City officials plan to implement the program in the early-to-mid summer, and say more details will be made available before then.

The national conversation about reparations

The program has the endorsement of national racial justice organizations that advocate for reparations, including the National Coalition of Blacks for Reparations in America and the National African American Reparations Commission, the city said.

Advocates hope it will boost similar redress efforts in other parts of the county. Ron Daniels, the president of NAARC, told The Washington Post that “right now the whole world is looking at Evanston, Illinois.”

Dreisen Heath, a racial justice advocate and researcher with Human Rights Watch, wrote in a Twitter thread that while “local remedy is not a replacement for federal action,” it is still important given the harms inflicted on Black communities by various levels of government.

“What happened in[Evanston] today is historic & will help provide a pathway for other cities,” Heath wrote. “It should be treated as such, knowing there is a long way to go for the city of Evanston and the country at large.”

Still, the program is not without its critics.

The dissenting vote on the city council came from Cicely Fleming, an alderwoman who is Black and who traces her Evanston lineage to the early 1900s. In a lengthy statement, she said she is fully in support of reparations, but denounced the initiative as “a housing plan dressed up” as such.

She said the plan allows only limited participation and does not grant enough autonomy to the community that has been harmed — unlike cash payments, for example, which she said allow people to decide what’s best for themselves. (According to the city’s website, it does not have the authority to exempt direct payments from state or federal income taxes, meaning recipients of any such stipends would be liable for the tax burden.)

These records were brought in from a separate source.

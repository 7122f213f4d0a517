//! No-op codec: raw little-endian u32s, absolute document ids

use super::{Codec, DeltaMode};

pub struct Uncompressed;

impl Codec for Uncompressed {
    fn name(&self) -> &'static str {
        "uncompressed"
    }

    fn encode(&self, src: &[u32], dst: &mut [u8]) -> Option<usize> {
        let needed = src.len() * 4;
        if needed > dst.len() {
            return None;
        }
        for (i, &value) in src.iter().enumerate() {
            dst[i * 4..i * 4 + 4].copy_from_slice(&value.to_le_bytes());
        }
        Some(needed)
    }

    fn decode(&self, src: &[u8], n: usize, dst: &mut [u32]) {
        for (i, slot) in dst.iter_mut().enumerate().take(n) {
            let at = i * 4;
            *slot = u32::from_le_bytes([src[at], src[at + 1], src[at + 2], src[at + 3]]);
        }
    }

    fn min_bytes(&self, n: usize) -> usize {
        4 * n
    }

    fn alignment(&self) -> usize {
        4
    }

    fn deltas(&self) -> DeltaMode {
        DeltaMode::D0
    }
}
//! JASS - Impact-ordered Score-at-a-Time search engine
//!
//! The index stores, for every term, a list of *quanta*: runs of document ids
//! that all share one pre-computed, quantized impact score. Query evaluation
//! walks the quanta of all query terms in descending impact order, adding each
//! quantum's impact into a table of 16-bit accumulators, and stops either when
//! a postings budget is exhausted (anytime mode) or when no further quantum
//! can re-order the current top-k (exhaustive mode with early exit).

pub mod accumulator;
pub mod codecs;
pub mod error;
pub mod heap;
pub mod index;
pub mod indexer;
pub mod quantize;
pub mod query;
pub mod serialise;
pub mod source;
pub mod stem;
pub mod tokenizer;

pub use codecs::{Codec, CodecId, DeltaMode};
pub use error::{Error, Result};
pub use index::Index;
pub use query::{Context, Mode, SearchOptions, SearchResult};

/// Library version
pub const VERSION: &str = env!("CARGO_PKG_VERSION");

/// Document id 0 is reserved as "invalid / unused"; real documents count from 1.
pub const RESERVED_DOCID: u32 = 0;

/// Default quantization ceiling (impacts land in [1, MAX_QUANTUM]).
pub const MAX_QUANTUM: u16 = 0xFF;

Some of Fleming’s other criticisms are that the proposal is being rushed to a vote without enough time for community members’ concerns to be voiced and resolved, and that its limited scope does not do enough to lay the groundwork for longer-term efforts.

“We can talk more about the program details, but I reject the very definition of this as a ‘reparations’ program,” she said in her remarks. “Until the structure and terms are in the hands of the people – we have missed the mark.”


A Call For Reparations: How America Might Narrow The Racial Wealth Gap
The program’s approval comes as the topic of reparations — for the harms of slavery and ensuing generations of racial discrimination — continues to gain traction and spark debate in American society.

An opinion poll released last August, following a summer marked by nationwide protests against racial injustice, found that 80% of Black Americans believed the federal government should compensate the descendants of enslaved people, compared to 21% of white Americans.

Several places across the U.S. are considering reparations initiatives of their own, including Amherst, Mass., Asheville, N.C. and Iowa City, Iowa.

Reparations is also a topic of conversation at the federal level, where H.R. 40, legislation proposing the creation of a commission to study and develop reparation proposals for Black Americans, has attracted renewed interest since its introduction in 2019.

White House Press Secretary Jen Psaki has said that President Joe Biden supports the idea of studying the issue, but did not say whether he would sign such a bill if passed by Congress.